Hamada N, Grimm C, Mori H, DeGroot L J
J Clin Endocrinol Metab. 1985 Jul;61(1):120-8. doi: 10.1210/jcem-61-1-120.
The molecular identity of the thyroid microsomal antigen was investigated by Western blot and immunoprecipitation using sera from eight patients with autoimmune thyroid disease. All sera had high microsomal antibody titers by hemagglutination test and ELISA; only one had thyroglobulin (Tg) antibody. In an immunoprecipitation study using Triton X-100-solubilized 125I-labeled microsomes, all of the sera precipitated a 107K protein. However, this 107K protein was visualized by only three patients' sera by Western blot analysis under reducing conditions. In Western blots run under nonreducing conditions, four sera, including the three sera mentioned above, recognized poorly defined large mol wt proteins. One serum which also had Tg antibody recognized additional bands by both immunoprecipitation and Western blot. Preincubation of serum with 100 micrograms/ml Tg or 100 mU/ml bovine TSH did not alter the binding of antibody to 107K protein in Western blot analysis. The 107K protein was not visualized in Western blots of liver and kidney microsomes using patients' sera. Experiments were performed to characterize the difference between one serum (no. 1) which visualized the 107K band in Western blots and a serum (no. 4) which did not. Reactivity at different dilutions was compared by ELISA and Western blot studies. Serum 1 recognized the 107K protein even at a 1:3200 dilution, which gave a lower optical density value than a 1:200 dilution of serum 4 in ELISA, while serum 4 failed to recognize the 107K band at any dilution. An affinity gel prepared from serum 4 immunoglobulin G linked to agarose [Reacti-Gel (6 X)] removed from Triton X-100-solubilized microsomes the 107K protein which patient 1 serum recognized by Western blot analysis under reducing conditions. The data indicate that serum 4 can recognize the 107K protein under nondenaturing conditions. These data indicate that the 107K protein described here is the microsomal antigen, and that may associate with another protein or maintain a unique conformation due to disulfide bonds present in the native state. In addition, the 107K protein includes at least two antigen epitopes and different patients have different antibodies or different populations of antibodies against these epitopes.

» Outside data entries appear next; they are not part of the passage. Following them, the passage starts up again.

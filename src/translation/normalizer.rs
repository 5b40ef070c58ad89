/*!
 * Input item normalization.
 *
 * Turns the raw `{id?, text}` candidates of a request into validated,
 * length-bounded items with ids that are unique within the request.
 */

use log::{debug, warn};
use serde::{Deserialize, Deserializer, Serialize};
use std::collections::HashSet;

/// Marker appended to text that was clipped to the per-item limit
pub const TRUNCATION_MARKER: &str = "…";

/// A candidate item as supplied by the client
#[derive(Debug, Clone, Default, PartialEq, Serialize, Deserialize)]
pub struct RawItem {
    /// Optional caller-supplied id; numbers are accepted and stringified
    #[serde(default, deserialize_with = "lenient_id", skip_serializing_if = "Option::is_none")]
    pub id: Option<String>,

    /// Text to translate
    #[serde(default)]
    pub text: String,
}

impl RawItem {
    pub fn new(id: Option<&str>, text: &str) -> Self {
        Self {
            id: id.map(str::to_string),
            text: text.to_string(),
        }
    }
}

/// A validated item ready for translation
#[derive(Debug, Clone, PartialEq, Eq, Serialize)]
pub struct TranslationItem {
    pub id: String,
    pub text: String,
}

/// Validate, identify and clip raw items
///
/// Items whose text is blank are dropped. A caller id that already appeared
/// earlier in the request drops the later item. Items without an id get the
/// positional id `item-{index}`.
pub fn normalize_items(raw: &[RawItem], max_chars: usize) -> Vec<TranslationItem> {
    let caller_ids: HashSet<&str> = raw
        .iter()
        .filter(|item| !item.text.trim().is_empty())
        .filter_map(|item| item.id.as_deref().map(str::trim))
        .filter(|id| !id.is_empty())
        .collect();

    let mut seen: HashSet<String> = HashSet::with_capacity(raw.len());
    let mut items = Vec::with_capacity(raw.len());

    for (index, candidate) in raw.iter().enumerate() {
        let text = candidate.text.trim();
        if text.is_empty() {
            debug!("Dropping item {} with empty text", index);
            continue;
        }

        let id = match candidate.id.as_deref().map(str::trim).filter(|id| !id.is_empty()) {
            Some(id) => {
                if seen.contains(id) {
                    warn!("Dropping item {} with duplicate id '{}'", index, id);
                    continue;
                }
                id.to_string()
            }
            None => generate_id(index, &caller_ids, &seen),
        };

        seen.insert(id.clone());
        items.push(TranslationItem {
            id,
            text: clip_text(text, max_chars),
        });
    }

    items
}

/// Positional id that collides with neither caller ids nor ids handed out so far
fn generate_id(index: usize, caller_ids: &HashSet<&str>, seen: &HashSet<String>) -> String {
    let base = format!("item-{}", index);
    let taken = |candidate: &str| caller_ids.contains(candidate) || seen.contains(candidate);
    if !taken(&base) {
        return base;
    }
    (2..)
        .map(|n| format!("{}-{}", base, n))
        .find(|candidate| !taken(candidate))
        .unwrap_or(base)
}

/// Clip `text` to at most `max_chars` characters, marker included
pub fn clip_text(text: &str, max_chars: usize) -> String {
    if text.chars().count() <= max_chars {
        return text.to_string();
    }
    let marker_len = TRUNCATION_MARKER.chars().count();
    let keep = max_chars.saturating_sub(marker_len);
    let mut clipped: String = text.chars().take(keep).collect();
    clipped.truncate(clipped.trim_end().len());
    clipped.push_str(TRUNCATION_MARKER);
    clipped
}

fn lenient_id<'de, D>(deserializer: D) -> Result<Option<String>, D::Error>
where
    D: Deserializer<'de>,
{
    let value = Option::<serde_json::Value>::deserialize(deserializer)?;
    Ok(match value {
        Some(serde_json::Value::String(s)) => Some(s),
        Some(serde_json::Value::Number(n)) => Some(n.to_string()),
        _ => None,
    })
}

利用8例自身免疫性甲状腺疾病患者的血清,通过蛋白质印迹法和免疫沉淀法研究了甲状腺微粒体抗原的分子特性。通过血凝试验和酶联免疫吸附测定法(ELISA)检测,所有血清的微粒体抗体效价均很高;只有1例含有甲状腺球蛋白(Tg)抗体。在一项使用Triton X - 100溶解的125I标记微粒体的免疫沉淀研究中,所有血清均沉淀出一种107K的蛋白质。然而,在还原条件下通过蛋白质印迹分析,只有3例患者的血清能使这种107K的蛋白质显影。在非还原条件下进行的蛋白质印迹实验中,包括上述3例血清在内的4例血清识别出了界限不清的大分子质量蛋白质。1例同时含有Tg抗体的血清通过免疫沉淀和蛋白质印迹法识别出了其他条带。在蛋白质印迹分析中,将血清与100微克/毫升的Tg或100毫单位/毫升的牛促甲状腺激素(TSH)预温育,并不会改变抗体与107K蛋白质的结合。使用患者血清对肝脏和肾脏微粒体进行蛋白质印迹分析时,未发现107K的蛋白质显影。开展实验以表征在蛋白质印迹中能使107K条带显影的1例血清(1号血清)和不能使其显影的1例血清(4号血清)之间的差异。通过ELISA和蛋白质印迹研究比较了不同稀释度下的反应性。1号血清即使在1:3200的稀释度下仍能识别107K的蛋白质,在ELISA中该稀释度下的光密度值低于4号血清1:200稀释度时的值,而4号血清在任何稀释度下均无法识别107K条带。用与琼脂糖[Reacti-Gel (6X)]偶联的4号血清免疫球蛋白G制备的亲和凝胶,从Triton X - 100溶解的微粒体中去除了1号患者血清在还原条件下通过蛋白质印迹分析所识别的107K蛋白质。数据表明,4号血清在非变性条件下能够识别107K蛋白质。这些数据表明,此处描述的107K蛋白质就是微粒体抗原,并且其可能由于天然状态下存在的二硫键而与另一种蛋白质结合或维持独特的构象。此外,107K蛋白质至少包含两个抗原表位,不同患者针对这些表位具有不同的抗体或不同群体的抗体。